Research suggests that, depending on the body organ involved, anywhere from 15 to 75 percent of cancers are these “turtles,” reports Gawande.
“We now have a vast and costly healthcare industry devoted to finding and responding to turtles,” he says. “Our ever more sensitive technologies turn up more and more abnormalities — cancers, clogged arteries, damaged-looking knees and backs — that aren’t actually causing problems and never will. And then we doctors try to fix them, even though the result is often more harm than good.”
One town’s dramatic turnaround
Gawande’s article is more than a recitation of the harm and waste associated with many current medical practices. The article also describes how businesses and communities — aided by features in the 2010 Affordable Care Act have — have devised programs that are reducing unnecessary healthcare services while increasing necessary ones.

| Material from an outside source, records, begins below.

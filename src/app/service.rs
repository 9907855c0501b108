//! Peripheral service: the temperature and humidity characteristics.
//!
//! [`PeripheralService`] validates readings at the write boundary, stores
//! the encoded value in the [`SampleStore`] and pushes a notification when
//! a peer is connected and has subscribed. Peer reads are served straight
//! from the store and never fail.
//!
//! ```text
//!  MeasurementCycle ──▶ ┌──────────────────────┐ ──▶ GattPort::notify
//!                       │  PeripheralService   │
//!  peer read / CCC  ──▶ │  validate · encode   │ ◀─▶ SampleStore
//!                       └──────────────────────┘
//! ```

use std::sync::Arc;

use log::{debug, info, warn};

use crate::error::{LinkError, ServiceError};
use crate::gatt::{self, Characteristic, Subscriptions};
use crate::store::SampleStore;

use super::ports::{ConnHandle, GattCallbacks, GattPort};

/// Read/notify service over the shared sample store.
pub struct PeripheralService<G: GattPort> {
    store: Arc<SampleStore>,
    subscriptions: Arc<Subscriptions>,
    gatt: G,
}

impl<G: GattPort> PeripheralService<G> {
    pub fn new(store: Arc<SampleStore>, gatt: G) -> Self {
        Self {
            store,
            subscriptions: Arc::new(Subscriptions::new()),
            gatt,
        }
    }

    /// Shared with the lifecycle monitor, which clears it on disconnect.
    pub fn subscriptions(&self) -> Arc<Subscriptions> {
        Arc::clone(&self.subscriptions)
    }

    pub fn store(&self) -> &Arc<SampleStore> {
        &self.store
    }

    // ── Write path ────────────────────────────────────────────

    /// Accept a temperature in °C, cache it and notify the peer.
    ///
    /// Out-of-range input leaves the store untouched. Having no peer is
    /// not an error; the value is served on the next read.
    pub fn update_temperature(&self, celsius: f32) -> Result<(), ServiceError> {
        let raw = gatt::encode_temperature(celsius).inspect_err(|_| {
            warn!("temperature {celsius} °C out of range");
        })?;
        let conn = self.store.store_temperature(raw);
        self.notify(conn, Characteristic::Temperature, &raw.to_le_bytes())
    }

    /// Accept a relative humidity in %, cache it and notify the peer.
    pub fn update_humidity(&self, percent: f32) -> Result<(), ServiceError> {
        let raw = gatt::encode_humidity(percent).inspect_err(|_| {
            warn!("humidity {percent} % out of range");
        })?;
        let conn = self.store.store_humidity(raw);
        self.notify(conn, Characteristic::Humidity, &raw.to_le_bytes())
    }

    fn notify(
        &self,
        conn: Option<ConnHandle>,
        characteristic: Characteristic,
        value: &[u8],
    ) -> Result<(), ServiceError> {
        let Some(conn) = conn else {
            debug!("no peer, {characteristic} cached only");
            return Ok(());
        };
        if !self.subscriptions.is_enabled(characteristic) {
            debug!("{characteristic} notifications not enabled by peer");
            return Ok(());
        }
        match self.gatt.notify(conn, characteristic, value) {
            // Link dropped between the store read and the send.
            Ok(()) | Err(LinkError::NotConnected) => Ok(()),
            Err(e) => {
                warn!("{characteristic} notification on {conn} failed: {e}");
                Err(ServiceError::Link(e))
            }
        }
    }

    // ── Read path ─────────────────────────────────────────────

    pub fn read_temperature(&self) -> i16 {
        self.store.read_sample().temperature
    }

    pub fn read_humidity(&self) -> u16 {
        self.store.read_sample().humidity
    }

    /// Wire value served to the peer.
    pub fn read_temperature_le(&self) -> [u8; 2] {
        self.read_temperature().to_le_bytes()
    }

    pub fn read_humidity_le(&self) -> [u8; 2] {
        self.read_humidity().to_le_bytes()
    }

    // ── Peer configuration ────────────────────────────────────

    pub fn on_subscription_changed(&self, characteristic: Characteristic, ccc_value: u16) {
        let enabled = self.subscriptions.set(characteristic, ccc_value);
        info!(
            "{characteristic} notifications {}",
            if enabled { "enabled" } else { "disabled" }
        );
    }
}

impl<G: GattPort> GattCallbacks for PeripheralService<G> {
    fn on_read(&self, characteristic: Characteristic) -> [u8; 2] {
        match characteristic {
            Characteristic::Temperature => self.read_temperature_le(),
            Characteristic::Humidity => self.read_humidity_le(),
        }
    }

    fn on_subscription_changed(&self, characteristic: Characteristic, ccc_value: u16) {
        PeripheralService::on_subscription_changed(self, characteristic, ccc_value);
    }
}
//! In-process radio for host builds.
//!
//! [`SimRadio`] implements every radio port and records what the node asked
//! of it. It also plays the peer: [`connect`](SimRadio::connect),
//! [`subscribe`](SimRadio::subscribe), [`read`](SimRadio::read) and
//! [`disconnect`](SimRadio::disconnect) invoke the registered callbacks the
//! way the wireless stack would. Callbacks always run with the radio's own
//! lock released.

use std::sync::{Arc, Mutex, MutexGuard, PoisonError};

use log::info;

use crate::app::ports::{
    AddressKind, AdvParams, AdvertiserPort, CallbackRegistry, ConnHandle, ConnInfo,
    ConnectionCallbacks, DataLength, DataLengthInfo, GattCallbacks, GattPort, LinkPort,
    PREFERRED_PHY, PeerAddress, PhyPair,
};
use crate::error::LinkError;
use crate::gatt::{CCC_NOTIFY, Characteristic};
use crate::identity::StaticAddress;

/// A notification as seen by the simulated peer.
#[derive(Debug, Clone, PartialEq, Eq)]
pub struct Notification {
    pub conn: ConnHandle,
    pub characteristic: Characteristic,
    pub value: Vec<u8>,
}

#[derive(Default)]
struct State {
    identity: Option<StaticAddress>,
    enabled: bool,
    adv_params: Option<AdvParams>,
    advertising: Vec<u8>,
    scan_response: Vec<u8>,
    adv_updates: u32,
    conn: Option<ConnHandle>,
    next_handle: u16,
    notifications: Vec<Notification>,
    phy_requests: Vec<PhyPair>,
    data_length_requests: Vec<DataLength>,
    notify_failure: Option<LinkError>,
    connection_cb: Option<Arc<dyn ConnectionCallbacks>>,
    gatt_cb: Option<Arc<dyn GattCallbacks>>,
}

/// Cloneable handle; all clones drive the same simulated stack.
#[derive(Clone, Default)]
pub struct SimRadio {
    state: Arc<Mutex<State>>,
}

const SIM_PEER: PeerAddress = PeerAddress {
    kind: AddressKind::Random,
    octets: [0xC0, 0xFF, 0xEE, 0x00, 0x00, 0x01],
};

impl SimRadio {
    pub fn new() -> Self {
        Self::default()
    }

    fn lock(&self) -> MutexGuard<'_, State> {
        self.state.lock().unwrap_or_else(PoisonError::into_inner)
    }

    fn connection_callbacks(&self) -> Option<Arc<dyn ConnectionCallbacks>> {
        self.lock().connection_cb.clone()
    }

    fn gatt_callbacks(&self) -> Option<Arc<dyn GattCallbacks>> {
        self.lock().gatt_cb.clone()
    }

    // ── Peer simulation ───────────────────────────────────────

    /// A peer connects. Returns the new handle.
    pub fn connect(&self) -> ConnHandle {
        let conn = {
            let mut s = self.lock();
            s.next_handle = s.next_handle.wrapping_add(1);
            let conn = ConnHandle(s.next_handle);
            s.conn = Some(conn);
            conn
        };
        info!("sim: peer connected on {conn}");
        if let Some(cb) = self.connection_callbacks() {
            cb.on_connected(conn, 0);
            cb.on_phy_updated(conn, PREFERRED_PHY);
            cb.on_data_length_updated(
                conn,
                DataLengthInfo {
                    tx_max_len: 251,
                    tx_max_time: 2120,
                    rx_max_len: 251,
                    rx_max_time: 2120,
                },
            );
            cb.on_mtu_updated(conn, 247, 247);
        }
        conn
    }

    /// A connection attempt that fails with HCI `status`.
    pub fn fail_connect(&self, status: u8) -> ConnHandle {
        let conn = {
            let mut s = self.lock();
            s.next_handle = s.next_handle.wrapping_add(1);
            ConnHandle(s.next_handle)
        };
        if let Some(cb) = self.connection_callbacks() {
            cb.on_connected(conn, status);
        }
        conn
    }

    pub fn disconnect(&self, reason: u8) {
        let Some(conn) = self.lock().conn.take() else {
            return;
        };
        info!("sim: peer disconnected from {conn}");
        if let Some(cb) = self.connection_callbacks() {
            cb.on_disconnected(conn, reason);
        }
    }

    /// The peer writes a client-configuration descriptor.
    pub fn write_ccc(&self, characteristic: Characteristic, value: u16) {
        if let Some(cb) = self.gatt_callbacks() {
            cb.on_subscription_changed(characteristic, value);
        }
    }

    /// The peer enables notifications.
    pub fn subscribe(&self, characteristic: Characteristic) {
        self.write_ccc(characteristic, CCC_NOTIFY);
    }

    /// The peer reads a characteristic value.
    pub fn read(&self, characteristic: Characteristic) -> Option<[u8; 2]> {
        self.gatt_callbacks().map(|cb| cb.on_read(characteristic))
    }

    // ── Inspection ────────────────────────────────────────────

    pub fn notifications(&self) -> Vec<Notification> {
        self.lock().notifications.clone()
    }

    pub fn take_notifications(&self) -> Vec<Notification> {
        core::mem::take(&mut self.lock().notifications)
    }

    pub fn identity(&self) -> Option<StaticAddress> {
        self.lock().identity
    }

    pub fn is_enabled(&self) -> bool {
        self.lock().enabled
    }

    pub fn adv_params(&self) -> Option<AdvParams> {
        self.lock().adv_params
    }

    /// Payloads currently on air.
    pub fn advertising_data(&self) -> (Vec<u8>, Vec<u8>) {
        let s = self.lock();
        (s.advertising.clone(), s.scan_response.clone())
    }

    pub fn advertising_updates(&self) -> u32 {
        self.lock().adv_updates
    }

    pub fn phy_requests(&self) -> Vec<PhyPair> {
        self.lock().phy_requests.clone()
    }

    pub fn data_length_requests(&self) -> Vec<DataLength> {
        self.lock().data_length_requests.clone()
    }

    pub fn current_connection(&self) -> Option<ConnHandle> {
        self.lock().conn
    }

    /// Make every following notify fail with `error` (None to recover).
    pub fn set_notify_failure(&self, error: Option<LinkError>) {
        self.lock().notify_failure = error;
    }
}

impl GattPort for SimRadio {
    fn notify(
        &self,
        conn: ConnHandle,
        characteristic: Characteristic,
        value: &[u8],
    ) -> Result<(), LinkError> {
        let mut s = self.lock();
        if s.conn != Some(conn) {
            return Err(LinkError::NotConnected);
        }
        if let Some(e) = s.notify_failure {
            return Err(e);
        }
        s.notifications.push(Notification {
            conn,
            characteristic,
            value: value.to_vec(),
        });
        Ok(())
    }
}

impl LinkPort for SimRadio {
    fn conn_info(&self, conn: ConnHandle) -> Option<ConnInfo> {
        (self.lock().conn == Some(conn)).then_some(ConnInfo {
            peer: SIM_PEER,
            interval: 24,
            latency: 0,
            timeout: 400,
        })
    }

    fn update_phy(&self, conn: ConnHandle, preferred: PhyPair) -> Result<(), LinkError> {
        let mut s = self.lock();
        if s.conn != Some(conn) {
            return Err(LinkError::NotConnected);
        }
        s.phy_requests.push(preferred);
        Ok(())
    }

    fn update_data_length(&self, conn: ConnHandle, params: DataLength) -> Result<(), LinkError> {
        let mut s = self.lock();
        if s.conn != Some(conn) {
            return Err(LinkError::NotConnected);
        }
        s.data_length_requests.push(params);
        Ok(())
    }
}

impl AdvertiserPort for SimRadio {
    fn create_identity(&mut self, address: StaticAddress) -> Result<(), LinkError> {
        let mut s = self.lock();
        if s.enabled {
            return Err(LinkError::InvalidParam);
        }
        s.identity = Some(address);
        Ok(())
    }

    fn enable(&mut self) -> Result<(), LinkError> {
        self.lock().enabled = true;
        Ok(())
    }

    fn start_advertising(
        &mut self,
        params: &AdvParams,
        advertising: &[u8],
        scan_response: &[u8],
    ) -> Result<(), LinkError> {
        let mut s = self.lock();
        if !s.enabled {
            return Err(LinkError::NotEnabled);
        }
        s.adv_params = Some(*params);
        s.advertising = advertising.to_vec();
        s.scan_response = scan_response.to_vec();
        Ok(())
    }

    fn update_advertising_data(
        &mut self,
        advertising: &[u8],
        scan_response: &[u8],
    ) -> Result<(), LinkError> {
        let mut s = self.lock();
        if !s.enabled {
            return Err(LinkError::NotEnabled);
        }
        s.advertising = advertising.to_vec();
        s.scan_response = scan_response.to_vec();
        s.adv_updates += 1;
        Ok(())
    }
}

impl CallbackRegistry for SimRadio {
    fn register_connection_callbacks(&mut self, callbacks: Arc<dyn ConnectionCallbacks>) {
        self.lock().connection_cb = Some(callbacks);
    }

    fn register_gatt_callbacks(&mut self, callbacks: Arc<dyn GattCallbacks>) {
        self.lock().gatt_cb = Some(callbacks);
    }
}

“It isn’t enough to eliminate unnecessary care,” writes Gawande. “It has to be replaced with necessary care.”
One of those communities is McAllen, Texas, a small town that Gawande featured in a 2009 New Yorker article. At that time, the town had some of the highest per-capita costs for Medicare in the country. Five years later, those costs have dropped dramatically — almost $3,000 per Medicare patient per year — while the care of those patients has improved.
In the wake of Gawande’s 2009 article, McAllen’s medical community experienced “bad publicity, a few prosecutions [for various types of medical fraud and kickback schemes], and some stiffened regulatory requirements,” writes Gawande. But those actions, he notes, don’t completely explain how that community eventually turned around its approach to caring for Medicare patients.
More important, he says, was a new emphasis on “viewing the primary-care doctor as a kind of contractor for patients, reining in pointless testing, procedures, and emergency-room visits, coordinating treatment, and helping to find specialists who practice thoughtfully and effectively.”
Replacing anxiety with reason
Gawande describes this approach — and why it seems to be working — in the New Yorker article. You can go there for the details.
But Gawande also acknowledges that for this type of approach to work, patients — not just the medical community — will need to understand and embrace it, too.
“Waste is not just consuming a third of healthcare spending; it’s costing people’s lives,” he writes. “As long as a more thoughtful, more measured style of medicine keeps improving outcomes, change should be easy to cheer for. Still when it’s your turn to sit across from a doctor, in the white glare of a clinic, with your back aching, or your head throbbing, or a scan showing some small possible abnormality, what are you going to fear more — the prospect of doing too little or of doing too much?”
That patient anxiety often trumps all reason — as it did in the case of Gawande’s patient who was determined to have her thyroid gland removed, even after being advised that it was unnecessary and posed some serious health risks.
“I couldn’t help reflect on how that anxiety had been created,” writes Gawande. “The medical system had done what it so often does: performed tests, unnecessarily, to reveal problems that aren’t quite problems to then be fixed, unnecessarily, at great expense and no little risk. Meanwhile, we avoid taking adequate care of the biggest problems that people face — problems like diabetes, high blood pressure, or any number of less technologically intensive conditions. An entire health-care system has been devoted to this game. Yet we’re finally seeing evidence that the system can change — even in the most expensive places for health care in the country.”
Gawande’s article appears in the May 11 issue of the New Yorker.
Correction: An earlier version of this story misstated the date of the New Yorker article.